[WHAT YOU ARE ASKED TO DO]: Among the entries below, how many lines contain the string "start"? Only the number, please.

[Saved data entries]

========================

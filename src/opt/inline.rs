//! Function inlining (§4.7). Inlinability is computed once per module by
//! [`crate::analysis::compute_leaf_and_inline_flags`]; this pass rewrites
//! each call site to an inlinable callee by cloning the callee's body into
//! the caller.

use std::collections::HashMap;

use crate::ir::{Block, BlockId, Context, Function, InstId, Instruction, Module, Opcode, Phi, TempId, Terminator, Value};

fn remap(v: Value, temp_map: &HashMap<TempId, TempId>) -> Value {
    match v {
        Value::Temp(t) => Value::Temp(*temp_map.get(&t).unwrap_or(&t)),
        other => other,
    }
}

fn find_call(module: &Module, caller_idx: usize, ctx: &Context) -> Option<(BlockId, InstId, usize)> {
    let caller = &module.functions[caller_idx];
    for b in caller.blocks_in_order() {
        for &inst_id in &caller.block(b).insts {
            let inst = caller.inst(inst_id);
            if inst.opcode != Opcode::Call {
                continue;
            }
            let Some(Value::Global(h)) = inst.args[0] else { continue };
            let name = ctx.global_name(h);
            let Some(callee_idx) = module.functions.iter().position(|f| f.name == name) else { continue };
            if callee_idx == caller_idx || !module.functions[callee_idx].is_inlinable {
                continue;
            }
            return Some((b, inst_id, callee_idx));
        }
    }
    None
}

fn inline_at(module: &mut Module, caller_idx: usize, call_block: BlockId, call_inst: InstId, callee_idx: usize) {
    let callee = module.functions[callee_idx].clone();
    let callee_order = callee.blocks_in_order();

    let caller_dst = module.functions[caller_idx].inst(call_inst).dst;
    let call_pos = module.functions[caller_idx]
        .block(call_block)
        .insts
        .iter()
        .position(|&i| i == call_inst)
        .unwrap();
    let (arg_values, arg_count) = super::contiguous_args(&module.functions[caller_idx], call_block, call_pos);

    let par_order: Vec<InstId> = callee
        .block(callee.start)
        .insts
        .iter()
        .copied()
        .filter(|&id| callee.inst(id).opcode == Opcode::Par)
        .collect();

    let mut block_map: HashMap<BlockId, BlockId> = HashMap::new();
    for &old_b in &callee_order {
        block_map.insert(old_b, module.fresh_block_id());
    }
    let join_block = module.fresh_block_id();

    let caller = &mut module.functions[caller_idx];

    let mut temp_map: HashMap<TempId, TempId> = HashMap::new();
    for (&old_t, meta) in &callee.temps {
        temp_map.insert(old_t, caller.new_temp(meta.ty));
    }

    let mut return_edges: Vec<(BlockId, Value)> = Vec::new();
    let mut migrated_allocs: Vec<InstId> = Vec::new();
    let mut last_new_block = call_block;

    for &old_b in &callee_order {
        let new_b = block_map[&old_b];
        let old_block = callee.block(old_b);

        let mut new_insts = Vec::new();
        for &old_inst_id in &old_block.insts {
            let old_inst = callee.inst(old_inst_id);
            let new_dst = old_inst.dst.map(|t| temp_map[&t]);
            let (opcode, args) = if old_inst.opcode == Opcode::Par {
                let idx = par_order.iter().position(|&p| p == old_inst_id).unwrap();
                (Opcode::Copy, [arg_values.get(idx).copied(), None])
            } else {
                let mut a = old_inst.args;
                for v in a.iter_mut() {
                    if let Some(val) = v {
                        *val = remap(*val, &temp_map);
                    }
                }
                (old_inst.opcode, a)
            };
            let new_id = caller.alloc_inst_id();
            caller.insts.insert(
                new_id,
                Instruction {
                    opcode,
                    ty: old_inst.ty,
                    dst: new_dst,
                    args,
                    number: None,
                },
            );
            if opcode.is_alloc() {
                migrated_allocs.push(new_id);
            } else {
                new_insts.push(new_id);
            }
        }

        let new_phis: Vec<_> = old_block
            .phis
            .iter()
            .map(|&old_phi_id| {
                let old_phi = callee.phi(old_phi_id);
                let new_id = caller.alloc_phi_id();
                let new_args = old_phi
                    .args
                    .iter()
                    .map(|(b, v)| (block_map[b], remap(*v, &temp_map)))
                    .collect();
                caller.phis.insert(
                    new_id,
                    Phi {
                        ty: old_phi.ty,
                        dst: temp_map[&old_phi.dst],
                        args: new_args,
                    },
                );
                new_id
            })
            .collect();

        let new_term = match &old_block.term {
            Terminator::Return { value } => {
                if let Some(v) = value {
                    return_edges.push((new_b, remap(*v, &temp_map)));
                }
                Terminator::Jump { target: join_block }
            }
            Terminator::Jump { target } => Terminator::Jump { target: block_map[target] },
            Terminator::CondJump {
                cond,
                if_true,
                if_false,
            } => Terminator::CondJump {
                cond: remap(*cond, &temp_map),
                if_true: block_map[if_true],
                if_false: block_map[if_false],
            },
            Terminator::FallThrough => Terminator::Jump { target: join_block },
        };

        let mut block = Block::new(new_b, format!("inl.{}", old_block.name));
        block.phis = new_phis;
        block.insts = new_insts;
        block.term = new_term;
        caller.insert_block_after(last_new_block, block);
        last_new_block = new_b;
    }

    let mut join = Block::new(join_block, "inl.join");
    if let Some(dst) = caller_dst {
        if !return_edges.is_empty() {
            let phi_id = caller.alloc_phi_id();
            caller.phis.insert(
                phi_id,
                Phi {
                    ty: caller.temp_ty(dst),
                    dst,
                    args: return_edges,
                },
            );
            join.phis.push(phi_id);
        }
    }
    let after_call = caller.block(call_block).insts[call_pos + 1..].to_vec();
    join.insts = after_call;
    join.term = caller.block(call_block).term.clone();
    caller.insert_block_after(last_new_block, join);

    let callee_entry = block_map[&callee.start];
    let before_args = call_pos - arg_count;
    let kept: Vec<InstId> = caller.block(call_block).insts[..before_args].to_vec();
    caller.block_mut(call_block).insts = kept;
    caller.block_mut(call_block).term = Terminator::Jump { target: callee_entry };

    let entry = caller.start;
    for id in migrated_allocs {
        caller.block_mut(entry).insts.push(id);
    }
}

/// Inline every eligible call site, repeating per caller until none
/// remain (so a caller with several call sites is fully handled).
pub fn run(module: &mut Module, ctx: &Context) -> bool {
    let mut changed = false;
    for caller_idx in 0..module.functions.len() {
        while let Some((block_id, inst_id, callee_idx)) = find_call(module, caller_idx, ctx) {
            inline_at(module, caller_idx, block_id, inst_id, callee_idx);
            changed = true;
        }
    }
    changed
}

#[cfg(test)]
mod tests {
    use super::*;
    use crate::ir::PrimType;

    fn callee_fn(ctx: &mut Context) -> Function {
        let mut f = Function::new(BlockId(0), false, "add_one", PrimType::W);
        let entry = f.start;
        let p = f.new_temp(PrimType::W);
        let pid = f.alloc_inst_id();
        f.insts.insert(pid, Instruction::nullary(Opcode::Par, PrimType::W, Some(p)));
        f.block_mut(entry).insts.push(pid);

        let one = ctx.intern_int(1);
        let r = f.new_temp(PrimType::W);
        let rid = f.alloc_inst_id();
        f.insts
            .insert(rid, Instruction::binary(Opcode::Add, PrimType::W, Some(r), Value::Temp(p), one));
        f.block_mut(entry).insts.push(rid);
        f.block_mut(entry).term = Terminator::Return { value: Some(Value::Temp(r)) };
        f.is_leaf = true;
        f.is_inlinable = true;
        f
    }

    #[test]
    fn call_site_is_replaced_by_cloned_callee_body() {
        let mut ctx = Context::new();
        let mut module = Module::new();
        module.functions.push(callee_fn(&mut ctx));

        let mut caller = Function::new(BlockId(100), false, "main", PrimType::W);
        let entry = caller.start;
        let five = ctx.intern_int(5);
        let callee_addr = ctx.intern_global("add_one");
        let Value::Global(gh) = callee_addr else { unreachable!() };

        let arg_id = caller.alloc_inst_id();
        caller
            .insts
            .insert(arg_id, Instruction::unary(Opcode::Arg, PrimType::W, None, five));
        caller.block_mut(entry).insts.push(arg_id);

        let dst = caller.new_temp(PrimType::W);
        let call_id = caller.alloc_inst_id();
        caller
            .insts
            .insert(call_id, Instruction::unary(Opcode::Call, PrimType::W, Some(dst), Value::Global(gh)));
        caller.block_mut(entry).insts.push(call_id);
        caller.block_mut(entry).term = Terminator::Return { value: Some(Value::Temp(dst)) };

        module.functions.push(caller);
        let changed = run(&mut module, &ctx);
        assert!(changed);

        let main = module.function("main").unwrap();
        assert!(matches!(main.block(main.start).term, Terminator::Jump { .. }));
        assert!(main.blocks_in_order().len() > 1);
    }
}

========================

[OUTPUT OF THE TASK]: 6